### RECORDED INFORMATION ###
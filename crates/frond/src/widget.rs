//! Widget trait, event outcome and tree builder types.

use std::any::{Any, type_name};

use crate::{
    Context, ViewContext,
    core::{canvas::Canvas, event::Event, state::NodeName},
    error::Result,
    geom::{Expanse, Point, Rect},
    layout::{Constraints, LayoutContext},
};

/// The result of an event handler.
#[derive(Debug, PartialEq, Eq, Clone, Copy)]
pub enum EventOutcome {
    /// The event changed widget state.
    Handle,
    /// The event was processed without a state change.
    Consume,
    /// The event was not relevant to this widget.
    Ignore,
}

/// Widgets are the behavior attached to nodes in the scene arena.
///
/// The engine owns tree structure and rectangles. A widget reports a size in
/// [`Widget::measure`], positions its children in [`Widget::arrange`], and
/// draws itself in [`Widget::paint`]. Children are painted by the engine after
/// their parent.
pub trait Widget: Any {
    /// Desired size under `c`. The default sizes to the first child, or to
    /// zero for a childless node.
    fn measure(&mut self, c: Constraints, ctx: &mut dyn LayoutContext) -> Expanse {
        match ctx.children().first() {
            Some(child) => {
                let size = ctx.measure_child(*child, c);
                c.apply(size)
            }
            None => c.apply(Expanse::zero()),
        }
    }

    /// Position children inside `rect`, which the parent has already assigned
    /// to this node. The default gives every child the full rectangle.
    fn arrange(&mut self, rect: Rect, ctx: &mut dyn LayoutContext) {
        for child in ctx.children() {
            ctx.arrange_child(child, rect);
        }
    }

    /// Flex weight reported to an enclosing row or column.
    fn flex(&self) -> Option<u32> {
        None
    }

    /// Draw this widget's own content. Does not paint children.
    fn paint(&mut self, _canvas: &mut Canvas, _rect: Rect, _ctx: &dyn ViewContext) {}

    /// Does this widget receive pointer input?
    fn interactive(&self) -> bool {
        false
    }

    /// Can this widget hold keyboard focus?
    fn accepts_focus(&self) -> bool {
        false
    }

    /// Refine hit-testing inside the assigned rectangle.
    fn hit(&self, rect: Rect, p: Point) -> bool {
        rect.contains_point(p)
    }

    /// Handle a routed event.
    fn on_event(&mut self, _event: &Event, _ctx: &mut dyn Context) -> Result<EventOutcome> {
        Ok(EventOutcome::Ignore)
    }

    /// Called once, right after the node is inserted into the arena.
    fn on_mount(&mut self, _ctx: &mut dyn Context) -> Result<()> {
        Ok(())
    }

    /// Name used in tree dumps and logs.
    fn name(&self) -> NodeName {
        let name = type_name::<Self>();
        let short = name.rsplit("::").next().unwrap_or(name);
        NodeName::convert(short)
    }
}

/// Convert widgets into boxed trait objects.
impl<W> From<W> for Box<dyn Widget>
where
    W: Widget + 'static,
{
    fn from(widget: W) -> Self {
        Box::new(widget)
    }
}

/// A widget together with the children it should be built with.
pub struct Element {
    /// Widget for the node.
    pub(crate) widget: Box<dyn Widget>,
    /// Child elements in paint order.
    pub(crate) children: Vec<Element>,
}

impl Element {
    /// Wrap a widget with no children.
    pub fn new(widget: impl Widget) -> Self {
        Self {
            widget: Box::new(widget),
            children: Vec::new(),
        }
    }

    /// Append a child.
    pub fn child(mut self, child: impl Into<Self>) -> Self {
        self.children.push(child.into());
        self
    }

    /// Append several children.
    pub fn children<I, E>(mut self, children: I) -> Self
    where
        I: IntoIterator<Item = E>,
        E: Into<Self>,
    {
        self.children.extend(children.into_iter().map(Into::into));
        self
    }
}

impl<W: Widget> From<W> for Element {
    fn from(widget: W) -> Self {
        Self::new(widget)
    }
}

/// Builder shorthand available on every widget.
pub trait WidgetExt: Widget + Sized {
    /// Start an element with one child.
    fn child(self, child: impl Into<Element>) -> Element {
        Element::new(self).child(child)
    }

    /// Start an element with several children.
    fn children<I, E>(self, children: I) -> Element
    where
        I: IntoIterator<Item = E>,
        E: Into<Element>,
    {
        Element::new(self).children(children)
    }
}

impl<W: Widget> WidgetExt for W {}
###
WHAT TO PRODUCE — Return the line that contains "impl<W: Widget> From<W>", along with every line after it in the data above, exactly and with nothing else.

ANSWER SPACE —
impl<W: Widget> From<W> for Element {
    fn from(widget: W) -> Self {
        Self::new(widget)
    }
}

/// Builder shorthand available on every widget.
pub trait WidgetExt: Widget + Sized {
    /// Start an element with one child.
    fn child(self, child: impl Into<Element>) -> Element {
        Element::new(self).child(child)
    }

    /// Start an element with several children.
    fn children<I, E>(self, children: I) -> Element
    where
        I: IntoIterator<Item = E>,
        E: Into<Element>,
    {
        Element::new(self).children(children)
    }
}

impl<W: Widget> WidgetExt for W {}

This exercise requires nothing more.